• [Required work] For every entry that follows, return an identical copy.

• [Provided records]
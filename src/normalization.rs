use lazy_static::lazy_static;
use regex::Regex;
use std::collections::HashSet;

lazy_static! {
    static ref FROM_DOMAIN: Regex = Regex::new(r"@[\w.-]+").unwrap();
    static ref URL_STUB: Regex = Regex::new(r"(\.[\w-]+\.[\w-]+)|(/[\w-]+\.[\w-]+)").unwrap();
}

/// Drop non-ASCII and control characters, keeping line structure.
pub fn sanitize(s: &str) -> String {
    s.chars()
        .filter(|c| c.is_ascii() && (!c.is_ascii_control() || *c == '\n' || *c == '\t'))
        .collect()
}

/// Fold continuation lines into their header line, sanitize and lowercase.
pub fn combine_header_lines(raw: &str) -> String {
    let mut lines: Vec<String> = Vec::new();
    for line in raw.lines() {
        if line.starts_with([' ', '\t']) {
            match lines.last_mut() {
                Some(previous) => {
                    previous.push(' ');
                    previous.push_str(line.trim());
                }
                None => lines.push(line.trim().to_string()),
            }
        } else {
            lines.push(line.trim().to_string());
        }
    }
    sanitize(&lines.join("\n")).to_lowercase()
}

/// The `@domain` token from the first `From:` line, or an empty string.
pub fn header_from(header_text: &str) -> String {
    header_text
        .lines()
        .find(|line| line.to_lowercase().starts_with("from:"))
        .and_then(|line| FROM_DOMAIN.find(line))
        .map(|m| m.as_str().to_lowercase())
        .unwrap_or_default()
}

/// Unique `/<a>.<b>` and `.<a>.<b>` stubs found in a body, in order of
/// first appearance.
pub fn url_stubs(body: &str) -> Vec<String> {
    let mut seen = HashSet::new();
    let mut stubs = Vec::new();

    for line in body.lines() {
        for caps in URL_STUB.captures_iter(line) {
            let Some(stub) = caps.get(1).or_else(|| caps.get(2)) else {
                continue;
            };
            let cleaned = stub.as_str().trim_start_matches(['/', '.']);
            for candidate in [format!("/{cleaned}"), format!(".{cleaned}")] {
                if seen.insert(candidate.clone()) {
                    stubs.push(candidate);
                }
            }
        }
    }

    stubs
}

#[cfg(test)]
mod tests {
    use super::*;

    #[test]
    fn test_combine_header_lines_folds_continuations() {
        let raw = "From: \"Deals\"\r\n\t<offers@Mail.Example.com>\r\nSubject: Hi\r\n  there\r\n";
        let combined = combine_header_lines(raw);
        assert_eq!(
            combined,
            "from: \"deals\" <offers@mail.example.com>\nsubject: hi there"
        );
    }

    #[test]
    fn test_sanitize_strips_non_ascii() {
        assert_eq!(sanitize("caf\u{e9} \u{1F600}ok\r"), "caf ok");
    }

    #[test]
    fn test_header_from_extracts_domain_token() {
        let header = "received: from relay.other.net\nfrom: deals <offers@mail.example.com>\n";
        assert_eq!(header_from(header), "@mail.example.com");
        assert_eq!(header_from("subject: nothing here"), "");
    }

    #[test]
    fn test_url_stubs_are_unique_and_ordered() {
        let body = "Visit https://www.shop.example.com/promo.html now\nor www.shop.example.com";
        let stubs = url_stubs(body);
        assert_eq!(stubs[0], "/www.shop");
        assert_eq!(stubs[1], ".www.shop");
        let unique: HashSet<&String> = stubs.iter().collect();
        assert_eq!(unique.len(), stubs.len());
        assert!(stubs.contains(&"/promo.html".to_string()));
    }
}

• [Problem solution]
filename src/normalization.rs
use lazy_static::lazy_static;
use regex::Regex;
use std::collections::HashSet;

lazy_static! {
    static ref FROM_DOMAIN: Regex = Regex::new(r"@[\w.-]+").unwrap();
    static ref URL_STUB: Regex = Regex::new(r"(\.[\w-]+\.[\w-]+)|(/[\w-]+\.[\w-]+)").unwrap();
}

/// Drop non-ASCII and control characters, keeping line structure.
pub fn sanitize(s: &str) -> String {
    s.chars()
        .filter(|c| c.is_ascii() && (!c.is_ascii_control() || *c == '\n' || *c == '\t'))
        .collect()
}

/// Fold continuation lines into their header line, sanitize and lowercase.
pub fn combine_header_lines(raw: &str) -> String {
    let mut lines: Vec<String> = Vec::new();
    for line in raw.lines() {
        if line.starts_with([' ', '\t']) {
            match lines.last_mut() {
                Some(previous) => {
                    previous.push(' ');
                    previous.push_str(line.trim());
                }
                None => lines.push(line.trim().to_string()),
            }
        } else {
            lines.push(line.trim().to_string());
        }
    }
    sanitize(&lines.join("\n")).to_lowercase()
}

/// The `@domain` token from the first `From:` line, or an empty string.
pub fn header_from(header_text: &str) -> String {
    header_text
        .lines()
        .find(|line| line.to_lowercase().starts_with("from:"))
        .and_then(|line| FROM_DOMAIN.find(line))
        .map(|m| m.as_str().to_lowercase())
        .unwrap_or_default()
}

/// Unique `/<a>.<b>` and `.<a>.<b>` stubs found in a body, in order of
/// first appearance.
pub fn url_stubs(body: &str) -> Vec<String> {
    let mut seen = HashSet::new();
    let mut stubs = Vec::new();

    for line in body.lines() {
        for caps in URL_STUB.captures_iter(line) {
            let Some(stub) = caps.get(1).or_else(|| caps.get(2)) else {
                continue;
            };
            let cleaned = stub.as_str().trim_start_matches(['/', '.']);
            for candidate in [format!("/{cleaned}"), format!(".{cleaned}")] {
                if seen.insert(candidate.clone()) {
                    stubs.push(candidate);
                }
            }
        }
    }

    stubs
}

#[cfg(test)]
mod tests {
    use super::*;

    #[test]
    fn test_combine_header_lines_folds_continuations() {
        let raw = "From: \"Deals\"\r\n\t<offers@Mail.Example.com>\r\nSubject: Hi\r\n  there\r\n";
        let combined = combine_header_lines(raw);
        assert_eq!(
            combined,
            "from: \"deals\" <offers@mail.example.com>\nsubject: hi there"
        );
    }

    #[test]
    fn test_sanitize_strips_non_ascii() {
        assert_eq!(sanitize("caf\u{e9} \u{1F600}ok\r"), "caf ok");
    }

    #[test]
    fn test_header_from_extracts_domain_token() {
        let header = "received: from relay.other.net\nfrom: deals <offers@mail.example.com>\n";
        assert_eq!(header_from(header), "@mail.example.com");
        assert_eq!(header_from("subject: nothing here"), "");
    }

    #[test]
    fn test_url_stubs_are_unique_and_ordered() {
        let body = "Visit https://www.shop.example.com/promo.html now\nor www.shop.example.com";
        let stubs = url_stubs(body);
        assert_eq!(stubs[0], "/www.shop");
        assert_eq!(stubs[1], ".www.shop");
        let unique: HashSet<&String> = stubs.iter().collect();
        assert_eq!(unique.len(), stubs.len());
        assert!(stubs.contains(&"/promo.html".to_string()));
    }
}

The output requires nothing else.